Leftist Dupes: From the Communist Brotherhood to the Muslim Brotherhood

by Paul Kengor

As President Obama encourages an immediate “transition” from Hosni Mubarak to whatever might replace him in Egypt, hope again springs eternal among the American Left. The president has made clear that he supports the presence of the Islamofascist Muslim Brotherhood in the new government, and it appears that no one in the halls of power has sense to persuade him otherwise. Even his director of national intelligence, James Clapper, “clarified” for the Congress on Thursday that the ultra-Islamic Brotherhood is “largely secular” with no “overarching agenda.” The progressive dream, clearly, is that the Muslim Brotherhood will take power and build yet another revolutionary anti-American utopia — which will ideally follow in the footsteps of other recent great Muslim Sharia paradises, from Hamas to the Ayatollah. Forgive me for not sharing in the optimism.

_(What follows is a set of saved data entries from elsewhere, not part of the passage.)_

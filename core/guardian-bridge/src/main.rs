//! guardian-bridge: command-line host for the focus guardian.
//!
//! Stands in for the page side of the guardian and talks to the daemon over
//! its Unix socket.
//!
//! ## Subcommands
//!
//! - `relay`: Messaging Bridge over stdin, one page event per line
//! - `start` / `end`: call the page API for a session
//! - `status`: print the session summary
//! - `overlay`: print the overlay markup pending for a tab
//! - `health`: check that the daemon is up

mod daemon_client;
mod logging;
mod page;

use clap::{Parser, Subcommand};
use guardian_core::{
    load_config, BridgeOutcome, MessagingBridge, OverlayView, PageApi, StatusSummary,
    StorageConfig,
};

use daemon_client::DaemonRelay;
use page::LoopbackPort;

const DEFAULT_PAGE_ORIGIN: &str = "http://localhost:3000";

#[derive(Parser)]
#[command(name = "guardian-bridge")]
#[command(about = "Focus guardian page bridge")]
#[command(version)]
struct Cli {
    #[command(subcommand)]
    command: Commands,
}

#[derive(Subcommand)]
enum Commands {
    /// Relay page events (JSON lines of {"origin", "data"}) from stdin
    Relay {
        /// Origin of the page the bridge is attached to
        #[arg(long, default_value = DEFAULT_PAGE_ORIGIN)]
        origin: String,
    },

    /// Start a flow session
    Start {
        #[arg(long)]
        task_id: String,

        /// Allowed site; repeat for more. Defaults to the configured list
        #[arg(long = "site", value_name = "HOST")]
        sites: Vec<String>,

        #[arg(long, default_value = DEFAULT_PAGE_ORIGIN)]
        origin: String,
    },

    /// End the active flow session
    End {
        #[arg(long)]
        session_id: Option<String>,

        #[arg(long, default_value = DEFAULT_PAGE_ORIGIN)]
        origin: String,
    },

    /// Show the current session
    Status,

    /// Print the overlay markup queued for a tab, if any
    Overlay {
        #[arg(long)]
        tab_id: u32,
    },

    /// Check whether the daemon is reachable and healthy
    Health,
}

fn main() {
    let _logging_guard = logging::init();
    let cli = Cli::parse();

    let result = match cli.command {
        Commands::Relay { origin } => run_relay(origin),
        Commands::Start {
            task_id,
            sites,
            origin,
        } => run_start(&task_id, sites, origin),
        Commands::End { session_id, origin } => run_end(session_id.as_deref(), origin),
        Commands::Status => run_status(),
        Commands::Overlay { tab_id } => run_overlay(tab_id),
        Commands::Health => run_health(),
    };

    if let Err(err) = result {
        tracing::error!(error = %err, "guardian-bridge failed");
        eprintln!("guardian-bridge: {}", err);
        std::process::exit(1);
    }
}

fn run_relay(origin: String) -> Result<(), String> {
    let mut bridge = MessagingBridge::new(origin, DaemonRelay);
    let stdin = std::io::stdin();
    let stats = page::relay_events(stdin.lock(), &mut bridge)
        .map_err(|err| format!("Failed to read page events: {}", err))?;
    tracing::info!(?stats, "Page event stream closed");
    Ok(())
}

fn run_start(task_id: &str, sites: Vec<String>, origin: String) -> Result<(), String> {
    let sites = if sites.is_empty() {
        let storage = StorageConfig::resolve().map_err(String::from)?;
        load_config(&storage).default_allowed_sites
    } else {
        sites
    };

    let port = LoopbackPort::new(MessagingBridge::new(origin.clone(), DaemonRelay));
    let mut api = PageApi::new(origin, port);
    api.start_session(task_id, &sites);
    expect_relayed(api.port().last_outcome())?;

    println!("Flow session started for {} ({} allowed sites)", task_id, sites.len());
    Ok(())
}

fn run_end(session_id: Option<&str>, origin: String) -> Result<(), String> {
    let port = LoopbackPort::new(MessagingBridge::new(origin.clone(), DaemonRelay));
    let mut api = PageApi::new(origin, port);
    api.end_session(session_id);
    expect_relayed(api.port().last_outcome())?;

    println!("Flow session ended");
    Ok(())
}

fn run_status() -> Result<(), String> {
    let status = daemon_client::session_status().map_err(|err| err.to_string())?;
    print!("{}", StatusSummary::from_status(&status, chrono::Utc::now()));
    Ok(())
}

fn run_overlay(tab_id: u32) -> Result<(), String> {
    let command = daemon_client::take_overlay(tab_id).map_err(|err| err.to_string())?;
    if let Some(command) = command {
        let view = OverlayView {
            hostname: command.hostname,
            task_id: command.task_id,
        };
        println!("{}", view.render_html());
    }
    Ok(())
}

fn run_health() -> Result<(), String> {
    let health = daemon_client::daemon_health();
    println!("{}", describe_health(health));
    match health {
        Some(true) => Ok(()),
        Some(false) => Err("daemon reported an unhealthy status".to_string()),
        None => Err("daemon is not reachable".to_string()),
    }
}

fn describe_health(health: Option<bool>) -> &'static str {
    match health {
        Some(true) => "Daemon healthy",
        Some(false) => "Daemon unhealthy",
        None => "Daemon unavailable",
    }
}

fn expect_relayed(outcome: Option<BridgeOutcome>) -> Result<(), String> {
    match outcome {
        Some(BridgeOutcome::Relayed(_)) => Ok(()),
        Some(BridgeOutcome::RelayFailed(kind)) => {
            Err(format!("{:?} could not be delivered to the daemon", kind))
        }
        other => Err(format!("page message was not relayed ({:?})", other)),
    }
}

Instead, I thought I’d offer a walk down memory lane, recalling the Left’s pattern of judgment regarding other leading “revolutionaries” of the past 100 years. Who are some of these dictators, these monsters? Join me, if you will.

A fitting to place to start is Vladimir Lenin and Joseph Stalin, first communist dictators of a truly Evil Empire. From the outset, numerous American “progressives” were enchanted with the “Great Experiment” in the Soviet Motherland. I could fill a book with examples. (In fact, I have.) Here, I’ll offer just a few.

Corliss Lamont, ACLU member, Columbia University professor, leading atheist/”humanist,” who embraced every leftist cause under the sun from the 1920s to the 1990s, made an early pilgrimage to Moscow. He loved what he saw, recording his observations in a book he co-authored with his wife. Probably nothing moved the Lamonts quite as much as their moment near the rotting breast of Lenin, who, by the time the Lamonts arrived in Moscow, had been dead and encased in a glass-covered box for eight years. They recorded:

Lenin’s face is strong, calm, and refined in the fundamental sense. His hand rests on a red pillow and his hands, clasped on his chest in a tranquil way, appear delicate and intellectual. The short yet forceful beard is reddish. We have to keep moving, though we want to stop and look longer and more carefully…. [I]t is not enough.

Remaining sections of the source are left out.